"May luck and happiness follow you in all waters," was godmother Inger Aarvaag Stokke's words to the Polarsyssel before the boat was christened in champagne Saturday. The boat is the latest step in strengthening emergency preparedness in Svalbard.
As a lawyer for The Governor of Svalbard, Stokke worked for several years to get a new service vessel for the governor in place.
"Early in 2011, work began," she said. "First up against the ministry to get an economic framework and political acceptance. Then the governor described what kind of properties the boat should have and two years ago we began to invite tenders."
Last December, Stokke finished her work with the governor and took the governor's boat with her to a new job in the Polar Affairs Department of the Ministry of Justice and Public Safety.
What was it like to come back to Longyearbyen and a completed boat?
"It was a very special and enjoyable experience," she said. "Almost surreal because the road has been long, and there are many challenges along the way that you spend time and effort on. Getting on the dock and seeing the boat decorated and all the people and the men's choir, it was great."
In a national costume from Nordmøre, it was Sokke who had Saturday's main job. In advance of the baptism, there was much discussion about tactics.
"Many were giving good advice and I heard stories that someone had tried to smash a bottle 12 or 13 times before they succeeded," she said. "Then I thought that I had to take in a little, and I did that. There and then I thought that maybe it was too hard."
The bottle broke on the first attempt and Stokke went on board the Polarsyssel with the captain to great applause and cheers from the audience.
First since Balstad
Gov. Odd Olsen Ingerø said in his speech he is the first governor since Håkon Balstad in the 1950s to welcome a brand new ship. Ingerø said what he has seen so far looks very promising.
"I will take the Polarsyssel into serious use this week," he said. "We will replace the fuel at all our depots and we'll see how it works in the weather and conditions. We will also get to see the ship interacting with the helicopter with external loads."
He said he believes the work will go faster and easier than with the previous service vessel, the Nordsyssel.
"But it went very well with that one also," the governor said.
The Governor has issued a series of demands to the Polarsyssel.
"It is important for us is that we use the boat for many different tasks," he said. "What is special is the new helipad. It is a great improvement. In addition, it should be easy for people who are not sailors to operate from it, we can engage in firefighting and can accommodate a larger number of people."
In addition, he said the boat will pollute as little as possible for its size, which some new technology provides.
The Polarsyssel is the last piece n the strengthening of preparedness in Svalbard this year.
"The greatest promise in preparedness is, of course, that we have two equal helicopters," Ingerø said. "They have the same equipment including de-icing, among other things, and helicopter number two can be in the air earlier than before. So it is more efficient and faster to land on the Polarsyssel than on a smaller deck where they were more exposed to the weather. We also have fire cannons on board that we had not had before. Hopefully we have a new and reliable vessel, but I cannot remember that I ever was told that the Nordsyssel could not go, so it was a reliable boat says Ingerø.
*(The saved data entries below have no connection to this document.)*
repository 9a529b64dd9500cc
pub mod decode;
pub mod recognizer;
pub mod tesseract;

pub use decode::{decode_for_ocr, load_for_ocr};
pub use recognizer::{MockRecognizer, OcrBackend, OcrError};
pub use tesseract::TesseractCli;
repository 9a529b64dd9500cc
fn main() {
    tauri_build::build()
}
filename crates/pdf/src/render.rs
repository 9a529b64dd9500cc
use std::path::{Path, PathBuf};
use std::process::Command;
use std::sync::atomic::{AtomicUsize, Ordering};
use std::sync::Arc;

use crate::error::PdfError;

/// Rasterizes every page of a PDF, returning encoded images in page order.
pub trait PageRenderer: Send + Sync {
    fn render_pages(&self, path: &Path) -> Result<Vec<Vec<u8>>, PdfError>;
}

/// Renders through poppler's `pdftoppm` into a scratch directory.
#[derive(Debug, Clone)]
pub struct Pdftoppm {
    program: PathBuf,
    dpi: u32,
}

impl Pdftoppm {
    pub fn new(program: impl Into<PathBuf>, dpi: u32) -> Self {
        Self { program: program.into(), dpi }
    }
}

impl PageRenderer for Pdftoppm {
    fn render_pages(&self, path: &Path) -> Result<Vec<Vec<u8>>, PdfError> {
        let scratch = tempfile::tempdir()?;
        let prefix = scratch.path().join("page");

        let output = Command::new(&self.program)
            .arg("-png")
            .arg("-r")
            .arg(self.dpi.to_string())
            .arg(path)
            .arg(&prefix)
            .output()
            .map_err(|e| match e.kind() {
                std::io::ErrorKind::NotFound => {
                    PdfError::NotAvailable(format!("{}: {e}", self.program.display()))
                }
                _ => PdfError::Io(e),
            })?;

        if !output.status.success() {
            let stderr = String::from_utf8_lossy(&output.stderr);
            return Err(PdfError::Render(format!(
                "pdftoppm exited with {}: {}",
                output.status,
                stderr.trim()
            )));
        }

        let images = collect_pages(scratch.path())?;
        tracing::debug!(path = %path.display(), pages = images.len(), dpi = self.dpi, "rendered pdf");
        images.iter().map(|p| std::fs::read(p).map_err(PdfError::from)).collect()
    }
}

/// `pdftoppm` names its output `page-1.png` or `page-01.png` depending on the
/// page count, so order by the parsed number rather than the file name.
fn collect_pages(dir: &Path) -> Result<Vec<PathBuf>, PdfError> {
    let mut pages: Vec<(u32, PathBuf)> = std::fs::read_dir(dir)?
        .filter_map(|entry| entry.ok().map(|e| e.path()))
        .filter_map(|path| page_number(&path).map(|n| (n, path)))
        .collect();
    pages.sort_by_key(|(n, _)| *n);
    Ok(pages.into_iter().map(|(_, p)| p).collect())
}

fn page_number(path: &Path) -> Option<u32> {
    if path.extension()? != "png" {
        return None;
    }
    let stem = path.file_stem()?.to_str()?;
    stem.rsplit_once('-')?.1.parse().ok()
}

// ── Mock (used for tests) ─────────────────────────────────────────────────────

#[derive(Debug, Clone, Default)]
pub struct MockRenderer {
    pub pages: Vec<Vec<u8>>,
    calls: Arc<AtomicUsize>,
}

impl MockRenderer {
    pub fn new(pages: Vec<Vec<u8>>) -> Self {
        Self { pages, calls: Arc::default() }
    }

    pub fn call_count(&self) -> usize {
        self.calls.load(Ordering::SeqCst)
    }
}

impl PageRenderer for MockRenderer {
    fn render_pages(&self, _path: &Path) -> Result<Vec<Vec<u8>>, PdfError> {
        self.calls.fetch_add(1, Ordering::SeqCst);
        Ok(self.pages.clone())
    }
}
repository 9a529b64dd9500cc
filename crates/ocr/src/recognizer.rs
use std::sync::atomic::{AtomicUsize, Ordering};
use thiserror::Error;

#[derive(Debug, Error)]
pub enum OcrError {
    #[error("Image decode error: {0}")]
    ImageDecode(String),
    #[error("OCR engine error: {0}")]
    Engine(String),
    #[error("OCR engine not available: {0}")]
    NotAvailable(String),
    #[error("IO error: {0}")]
    Io(#[from] std::io::Error),
}

/// Abstraction over an OCR backend.
/// Implementations accept encoded image bytes (PNG, JPEG, ...) and return the recognized text.
pub trait OcrBackend: Send + Sync {
    fn recognize(&self, image_bytes: &[u8]) -> Result<String, OcrError>;
}

impl<F> OcrBackend for F
where
    F: Fn(&[u8]) -> Result<String, OcrError> + Send + Sync,
{
    fn recognize(&self, image_bytes: &[u8]) -> Result<String, OcrError> {
        self(image_bytes)
    }
}

// ── Mock backend (always available, used for tests) ───────────────────────────

/// Returns a pre-set string and counts calls, so tests can assert whether
/// OCR ran at all without Tesseract installed.
#[derive(Debug, Default)]
pub struct MockRecognizer {
    pub text: String,
    calls: AtomicUsize,
}

impl MockRecognizer {
    pub fn new(text: impl Into<String>) -> Self {
        Self { text: text.into(), calls: AtomicUsize::new(0) }
    }

    pub fn call_count(&self) -> usize {
        self.calls.load(Ordering::SeqCst)
    }
}

impl OcrBackend for MockRecognizer {
    fn recognize(&self, _image_bytes: &[u8]) -> Result<String, OcrError> {
        self.calls.fetch_add(1, Ordering::SeqCst);
        Ok(self.text.clone())
    }
}

#[cfg(test)]
mod tests {
    use super::*;

    #[test]
    fn mock_returns_preset_text() {
        let r = MockRecognizer::new("INVOICE 42\nTotal due");
        assert_eq!(r.recognize(b"fake image data").unwrap(), "INVOICE 42\nTotal due");
    }

    #[test]
    fn mock_counts_calls() {
        let r = MockRecognizer::new("hello");
        assert_eq!(r.call_count(), 0);
        r.recognize(b"anything").unwrap();
        r.recognize(b"").unwrap();
        assert_eq!(r.call_count(), 2);
    }

    #[test]
    fn closures_are_backends() {
        let echo = |bytes: &[u8]| -> Result<String, OcrError> {
            Ok(String::from_utf8_lossy(bytes).into_owned())
        };
        assert_eq!(echo.recognize(b"page-3").unwrap(), "page-3");

        let boxed: Box<dyn OcrBackend> = Box::new(MockRecognizer::new("x"));
        assert_eq!(boxed.recognize(b"").unwrap(), "x");
    }
}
Are preparedness improvements finished now?
"That is the thousand-kroner question," Ingerø said. "I believe we have taken a significant step forward. I dare not say that we are finished, but we have no immediate plans for expansion. One should never be content that now we have good enough preparedness, but I am very satisfied with the progress in recent years."
When the Polarsyssel came to Longyearbyen, the crew was not certified to take down helicopters.
"You must be able to train helicopter and boat crews simultaneously," Ingerø said. "It was not physically possible before the ship arrived."
He said the ship can now take down the helicopter and refuel the aircraft, and the creation of procedures and approval of various operations are continuing.
"The helicopter doesn't do operations that the captain of the helicopter does not believe are appropriate for the procedures they have," Ingerø said.
Remøy Management is contracted by the governor to operate the Polarsyssel. The governor will have the ship 180 days a year. The rest of the time the Polarsyssel will be used offshore.
"We had to combine it with what was most consistent with the governor's needs," said Sigurd Remøy, operations manager for Remøy Management.
He said the boat is a new design from Havyard.
"It will be practical and good at sea," he said. "We saw for ourselves on the way northward that it functioned very well."
The hull was built in Turkey, while the rest of the boat's construction was done by Havyard's shipyard in Leirvik.
"It's a happy day today," said Minister of Justice Anders Anundsen. "Now we have a new helicopter, a new hanger and a new boat. These are an enormous boost for preparedness."
Anundsen is the minister who has the honor of finishing the project.
"The work started four years ago, so there were obviously important preparatory steps taken by the previous government," he said. "Many have played an important role."
The minister said he believes it is important Svalbard's population sees that the present government is investing in the archipelago.
"Large and important deliveries have happened this year," he said. "Then there are other challenges we have to be aware of. Among other things, changes in the structure of industry, at Store Norske and something as basic as a power plant. Now, the power plant has gotten an extended lifespan, but that does not mean we can rest on our laurels. It is only the time and the path for establishing a new one."